UK art dealers told to toughen up in fight against money laundering

The UK’s National Crime Agency (NCA) has issued UK art galleries with an “amber alert” following concerns that potentially hundreds of millions of pounds are being laundered through art sales.

The law enforcement agency had already warned art dealers to file more “suspicious activity reports” where they have concerns over the buyer, seller or source or destination of the funds being used to purchase art. However, the NCA fears that galleries have not been stringent enough in their checks. The official “amber alert” has been sent out to ramp up the fight against criminal activity in the art market. The alert says the money laundering risk applies to sales of paintings, photographs, sculptures, tapestries and other works of art.

Graeme Biggar, director general of the NCA’s national economic crime centre, told the Evening Standard that the UK’s £9.11 billion art market is highly vulnerable to exploitation. “It is a market used to operating with anonymity, where they use third parties, and where the source of the funds is often not clear”, Biggar explained. He added “It’s also high value which is perfect for criminals and typically very small so you can move an enormous amount of value from one country to another quite easily and without suspicion”.

Biggar warned that the NCA expects art dealers to be conducting more thorough due diligence. He also said he was sure HMRC would be scrutinising dealers more closely to ensure art sales aren’t being used to avoid inheritance or capital gains tax.

Since January 2020, the UK art market has been subject to new anti-money laundering regulations, which give effect to the EU Anti-Money Laundering Directive known as 5AMLD. The regulations introduced new requirements to conduct identity checks and other due diligence. However, there are concerns that some art businesses have misunderstood a key part of the regulations and are using a loophole to avoid them.

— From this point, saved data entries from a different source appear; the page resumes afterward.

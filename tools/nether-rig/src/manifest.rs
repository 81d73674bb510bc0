//! Rig description parsing
//!
//! A rig file describes one armature in TOML:
//!
//! ```toml
//! name = "Armature"
//!
//! [[bones]]
//! name = "hips"
//! layers = "0 body"
//!
//! [[bones]]
//! name = "spine"
//! parent = "hips"
//! connected = true
//! tail = [0.0, 0.0, 1.5]
//! ```
//!
//! Parents must be listed before their children.

use anyhow::{Context, Result};
use glam::Vec3;
use serde::Deserialize;
use std::path::Path;

use crate::armature::{Armature, BoneFlags};
use crate::error::RigError;
use crate::session::ImportSession;

/// Root rig structure
#[derive(Debug, Clone, Deserialize)]
pub struct RigManifest {
    pub name: String,
    #[serde(default)]
    pub bones: Vec<BoneEntry>,
}

#[derive(Debug, Clone, Deserialize)]
pub struct BoneEntry {
    pub name: String,
    #[serde(default)]
    pub parent: Option<String>,
    #[serde(default = "default_deform")]
    pub deform: bool,
    #[serde(default)]
    pub connected: bool,
    #[serde(default)]
    pub head: Option<[f32; 3]>,
    #[serde(default)]
    pub tail: Option<[f32; 3]>,
    #[serde(default)]
    pub roll: Option<f32>,
    /// Layer numbers and/or labels, whitespace separated
    #[serde(default)]
    pub layers: Option<String>,
}

fn default_deform() -> bool {
    true
}

impl BoneEntry {
    fn flags(&self) -> BoneFlags {
        let mut flags = BoneFlags::empty();
        flags.set(BoneFlags::NO_DEFORM, !self.deform);
        flags.set(BoneFlags::CONNECTED, self.connected && self.parent.is_some());
        flags
    }
}

impl RigManifest {
    /// Build the armature, feeding file-only attributes through the session
    pub fn build(&self, session: &mut ImportSession) -> Result<Armature, RigError> {
        let mut armature = Armature::new(self.name.as_str());

        for entry in &self.bones {
            let parent = match &entry.parent {
                Some(name) => Some(
                    armature
                        .find_bone(name)
                        .ok_or_else(|| RigError::UnknownBone(name.clone()))?,
                ),
                None => None,
            };
            let id = armature.add_bone(entry.name.as_str(), parent, entry.flags())?;

            if let Some(head) = entry.head {
                armature.bone_mut(id).head = Vec3::from_array(head);
            }

            let ext = session.extensions.extended_bone(&self.name, &entry.name);
            if let Some(tail) = entry.tail {
                ext.set_tail(Vec3::from_array(tail));
            }
            if let Some(roll) = entry.roll {
                ext.set_roll(roll);
            }
            if let Some(layers) = &entry.layers {
                session.set_bone_layers(&self.name, &entry.name, layers);
            }
        }

        session.finish_armature(&mut armature);
        Ok(armature)
    }
}

/// Parse a rig description from TOML text
pub fn parse_manifest(content: &str) -> Result<RigManifest> {
    let manifest: RigManifest = toml::from_str(content).context("Failed to parse rig")?;
    Ok(manifest)
}

/// Load and parse a rig file
pub fn load_manifest(path: &Path) -> Result<RigManifest> {
    let content =
        std::fs::read_to_string(path).with_context(|| format!("Failed to read rig: {:?}", path))?;
    parse_manifest(&content).with_context(|| format!("Invalid rig file: {:?}", path))
}

/// Validate a rig description without keeping the result
pub fn validate(manifest: &RigManifest) -> Result<()> {
    let mut session = ImportSession::default();
    let armature = manifest
        .build(&mut session)
        .with_context(|| format!("Rig '{}' is invalid", manifest.name))?;

    if armature.is_empty() {
        tracing::warn!("Rig '{}' has no bones", manifest.name);
    }
    Ok(())
}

The new regulations allow for businesses to rely on due diligence checks carried out by someone else. But co-founders of the anti-money laundering and due diligence tool ArtAML, Susan J. Mumford and Chris King, say some businesses are misusing this “reliance” option to avoid disclosing the identity of their clients. Concerned to prevent other dealers poaching their clients, these businesses risk fines or even imprisonment by flouting the new regulations.

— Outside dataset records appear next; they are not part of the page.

//! Import session state
//!
//! Everything that must live exactly as long as one import: the layer label
//! table and the bone extension records. Build one per import and drop it at
//! the end.

use crate::armature::{Armature, BoneFlags, BoneId, is_root_bone};
use crate::config::ImportSettings;
use crate::error::RigError;
use crate::extension::BoneExtended;
use crate::layers::LayerLabels;
use crate::registry::BoneExtensionManager;
use crate::scene::{ObjectId, Scene, UnitConverter};

/// State shared by all armatures of one import
#[derive(Debug, Default)]
pub struct ImportSession {
    pub settings: ImportSettings,
    pub layer_labels: LayerLabels,
    pub extensions: BoneExtensionManager,
}

impl ImportSession {
    pub fn new(settings: ImportSettings) -> Self {
        Self {
            settings,
            layer_labels: LayerLabels::new(),
            extensions: BoneExtensionManager::new(),
        }
    }

    /// Record the layer string read for a bone
    pub fn set_bone_layers(&mut self, armature_id: &str, bone_name: &str, layer_string: &str) {
        let Self {
            layer_labels,
            extensions,
            ..
        } = self;
        extensions
            .extended_bone(armature_id, bone_name)
            .set_bone_layers(layer_string, layer_labels);
    }

    /// Root classification under the `deform_bones_only` import setting
    pub fn is_root_bone(&self, armature: &Armature, bone: BoneId) -> bool {
        is_root_bone(armature, bone, self.settings.deform_bones_only)
    }

    /// Parent an imported object, reading its transform in parent space when
    /// the `parent_space` setting is on
    pub fn link_parent(
        &self,
        scene: &mut Scene,
        child: ObjectId,
        parent: ObjectId,
    ) -> Result<(), RigError> {
        scene.set_parent(child, Some(parent), self.settings.parent_space)
    }

    /// Bring the imported root objects into scene axes, rescaling them to
    /// meters when the `import_units` setting is on
    pub fn apply_units(&self, scene: &mut Scene, objects: &[ObjectId], unit: &UnitConverter) {
        scene.match_scale_roots(objects, unit, self.settings.import_units);
    }

    /// Write the collected records onto the armature and run the fix-ups
    ///
    /// Custom tails, rolls, connect states and the effective layer field go
    /// onto the bones. Leaf detection and chain lengths then run on the
    /// updated hierarchy and are stored in the extension records.
    pub fn finish_armature(&mut self, armature: &mut Armature) {
        let map = self.extensions.extension_map(armature.name());
        let ids: Vec<_> = armature.bones().map(|(id, _)| id).collect();
        for id in ids {
            let bone = armature.bone_mut(id);
            let ext = map
                .entry_ref(bone.name.as_str())
                .or_insert_with(|| BoneExtended::new(&bone.name));

            if ext.has_tail() {
                bone.tail = ext.tail();
            }
            if ext.has_roll() {
                bone.roll = ext.roll();
            }
            if let Some(connect) = ext.use_connect() {
                bone.flags
                    .set(BoneFlags::CONNECTED, connect && bone.parent.is_some());
            }
            bone.layers = ext.bone_layers();
        }

        self.extensions.fix_leaf_bones(armature);

        tracing::info!(
            "Imported armature '{}' ({} bones, {} layer labels)",
            armature.name(),
            armature.len(),
            self.layer_labels.len()
        );
    }
}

Even though the UK has left the EU, it will continue to enforce 5AMLD. By June 2021, “Art Market Participants” (AMPs) will have to register with HMRC to continue carrying on their business, which is defined as a firm or sole practitioner who is either “trading in, or acting as an intermediary or trades in the sale or purchase of works of art where the value of the transaction (or a series of linked transactions) is €10,000 or more”. This would include auction houses, professional art dealers, art financiers and advisers.

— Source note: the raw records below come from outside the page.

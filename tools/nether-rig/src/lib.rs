//! nether-rig library
//!
//! Helpers used while moving rigged scenes in and out of interchange files:
//! bone layer bitfields, bone hierarchy classification and fix-ups, object
//! parenting, mesh preparation for export and gizmo group polling.

pub mod armature;
pub mod config;
pub mod error;
pub mod export;
pub mod extension;
pub mod gizmo;
pub mod layers;
pub mod manifest;
pub mod mesh;
pub mod names;
pub mod registry;
pub mod scene;
pub mod session;

pub use error::RigError;

// Re-export the layer codec
pub use layers::{
    LayerLabels, decode_layers, effective_layers, enable_layer, encode_layers, set_layer,
};

// Re-export bone hierarchy types
pub use armature::{Armature, Bone, BoneFlags, BoneId, is_leaf_bone, is_root_bone};
pub use extension::BoneExtended;
pub use registry::{BoneExtensionManager, BoneExtensionMap};
pub use session::ImportSession;

// Re-export scene, mesh and export helpers
pub use export::{export_bones, export_mesh, export_roots, export_set};
pub use mesh::{Mesh, MeshType, mesh_copy, triangulate};
pub use scene::{Object, ObjectId, ObjectKind, Scene, UnitConverter, is_in_export_set};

But it’s not all doom and gloom. After all, many auction houses are accustomed to undertaking due diligence checks and gathering information on their clients. It is the smaller firms that may take a hit from the cost of anti-money laundering and customer due diligence checks. The added pressure is unwelcome especially when global sales of art and antiquities declined to US$50.1 billion (£36.14 billion) in 2020, down 22% from 2019 figures.